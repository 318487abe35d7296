//! Schema introspection tools.
//!
//! This module implements `sqlite_list_tables` and `sqlite_describe_schema`.

use crate::db::identifier::validate_identifier;
use crate::db::{ConnectionScope, SchemaInspector};
use crate::error::DbResult;
use crate::models::{TableInfo, TableSchema};
use schemars::JsonSchema;
use serde::{Deserialize, Serialize};
use tracing::info;

/// Input for the list_tables tool.
#[derive(Debug, Clone, Default, Deserialize, JsonSchema)]
pub struct ListTablesInput {
    /// Include views in the result. Default: false
    #[serde(default)]
    pub include_views: bool,
}

/// Output from the list_tables tool.
#[derive(Debug, Clone, Serialize, JsonSchema)]
pub struct ListTablesOutput {
    /// Tables (and views, when requested) ordered by name
    pub tables: Vec<TableInfo>,
    pub count: usize,
}

/// Input for the describe_schema tool.
#[derive(Debug, Clone, Default, Deserialize, JsonSchema)]
pub struct DescribeSchemaInput {
    /// Table to describe. Omit to describe every table.
    #[serde(default)]
    pub table: Option<String>,
}

/// Output from the describe_schema tool.
#[derive(Debug, Clone, Serialize, JsonSchema)]
pub struct DescribeSchemaOutput {
    pub tables: Vec<TableSchema>,
}

/// Handler for schema tools.
pub struct SchemaToolHandler {
    scope: ConnectionScope,
}

impl SchemaToolHandler {
    pub fn new(scope: ConnectionScope) -> Self {
        Self { scope }
    }

    pub async fn list_tables(&self, input: ListTablesInput) -> DbResult<ListTablesOutput> {
        let include_views = input.include_views;
        let tables = self
            .scope
            .run(move |conn| {
                Box::pin(async move { SchemaInspector::list_tables(conn, include_views).await })
            })
            .await?;

        info!(count = tables.len(), include_views = include_views, "Listed tables");
        Ok(ListTablesOutput {
            count: tables.len(),
            tables,
        })
    }

    pub async fn describe_schema(
        &self,
        input: DescribeSchemaInput,
    ) -> DbResult<DescribeSchemaOutput> {
        let table = match input.table {
            Some(t) => Some(validate_identifier(t.trim(), "table")?.to_string()),
            None => None,
        };

        let tables = self
            .scope
            .run(move |conn| {
                Box::pin(async move {
                    match table {
                        Some(name) => Ok(vec![SchemaInspector::describe_table(conn, &name).await?]),
                        None => SchemaInspector::describe_all(conn).await,
                    }
                })
            })
            .await?;

        info!(count = tables.len(), "Described schema");
        Ok(DescribeSchemaOutput { tables })
    }
}

#[cfg(test)]
mod tests {
    use super::*;

    #[test]
    fn test_list_tables_input_defaults() {
        let input: ListTablesInput = serde_json::from_str("{}").unwrap();
        assert!(!input.include_views);
    }

    #[test]
    fn test_describe_schema_input_optional_table() {
        let input: DescribeSchemaInput = serde_json::from_str("{}").unwrap();
        assert!(input.table.is_none());
        let input: DescribeSchemaInput = serde_json::from_str(r#"{"table": "items"}"#).unwrap();
        assert_eq!(input.table.as_deref(), Some("items"));
    }

    #[tokio::test]
    async fn test_describe_schema_rejects_bad_name_without_connecting() {
        let dir = tempfile::TempDir::new().unwrap();
        let path = dir.path().join("never.db");
        let handler = SchemaToolHandler::new(ConnectionScope::new(crate::db::ScopeSettings::new(&path)));

        let result = handler
            .describe_schema(DescribeSchemaInput {
                table: Some("items; DROP TABLE x".to_string()),
            })
            .await;
        assert!(result.is_err());
        assert!(!path.exists());
    }
}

· · ·

**About this task**.
The listing above should be printed again in full, unchanged.

**Reply**.
repository 318487abe35d7296
//! Schema introspection tools.
//!
//! This module implements `sqlite_list_tables` and `sqlite_describe_schema`.

use crate::db::identifier::validate_identifier;
use crate::db::{ConnectionScope, SchemaInspector};
use crate::error::DbResult;
use crate::models::{TableInfo, TableSchema};
use schemars::JsonSchema;
use serde::{Deserialize, Serialize};
use tracing::info;

/// Input for the list_tables tool.
#[derive(Debug, Clone, Default, Deserialize, JsonSchema)]
pub struct ListTablesInput {
    /// Include views in the result. Default: false
    #[serde(default)]
    pub include_views: bool,
}

/// Output from the list_tables tool.
#[derive(Debug, Clone, Serialize, JsonSchema)]
pub struct ListTablesOutput {
    /// Tables (and views, when requested) ordered by name
    pub tables: Vec<TableInfo>,
    pub count: usize,
}

/// Input for the describe_schema tool.
#[derive(Debug, Clone, Default, Deserialize, JsonSchema)]
pub struct DescribeSchemaInput {
    /// Table to describe. Omit to describe every table.
    #[serde(default)]
    pub table: Option<String>,
}

/// Output from the describe_schema tool.
#[derive(Debug, Clone, Serialize, JsonSchema)]
pub struct DescribeSchemaOutput {
    pub tables: Vec<TableSchema>,
}

/// Handler for schema tools.
pub struct SchemaToolHandler {
    scope: ConnectionScope,
}

impl SchemaToolHandler {
    pub fn new(scope: ConnectionScope) -> Self {
        Self { scope }
    }

    pub async fn list_tables(&self, input: ListTablesInput) -> DbResult<ListTablesOutput> {
        let include_views = input.include_views;
        let tables = self
            .scope
            .run(move |conn| {
                Box::pin(async move { SchemaInspector::list_tables(conn, include_views).await })
            })
            .await?;

        info!(count = tables.len(), include_views = include_views, "Listed tables");
        Ok(ListTablesOutput {
            count: tables.len(),
            tables,
        })
    }

    pub async fn describe_schema(
        &self,
        input: DescribeSchemaInput,
    ) -> DbResult<DescribeSchemaOutput> {
        let table = match input.table {
            Some(t) => Some(validate_identifier(t.trim(), "table")?.to_string()),
            None => None,
        };

        let tables = self
            .scope
            .run(move |conn| {
                Box::pin(async move {
                    match table {
                        Some(name) => Ok(vec![SchemaInspector::describe_table(conn, &name).await?]),
                        None => SchemaInspector::describe_all(conn).await,
                    }
                })
            })
            .await?;

        info!(count = tables.len(), "Described schema");
        Ok(DescribeSchemaOutput { tables })
    }
}

#[cfg(test)]
mod tests {
    use super::*;

    #[test]
    fn test_list_tables_input_defaults() {
        let input: ListTablesInput = serde_json::from_str("{}").unwrap();
        assert!(!input.include_views);
    }

    #[test]
    fn test_describe_schema_input_optional_table() {
        let input: DescribeSchemaInput = serde_json::from_str("{}").unwrap();
        assert!(input.table.is_none());
        let input: DescribeSchemaInput = serde_json::from_str(r#"{"table": "items"}"#).unwrap();
        assert_eq!(input.table.as_deref(), Some("items"));
    }

    #[tokio::test]
    async fn test_describe_schema_rejects_bad_name_without_connecting() {
        let dir = tempfile::TempDir::new().unwrap();
        let path = dir.path().join("never.db");
        let handler = SchemaToolHandler::new(ConnectionScope::new(crate::db::ScopeSettings::new(&path)));

        let result = handler
            .describe_schema(DescribeSchemaInput {
                table: Some("items; DROP TABLE x".to_string()),
            })
            .await;
        assert!(result.is_err());
        assert!(!path.exists());
    }
}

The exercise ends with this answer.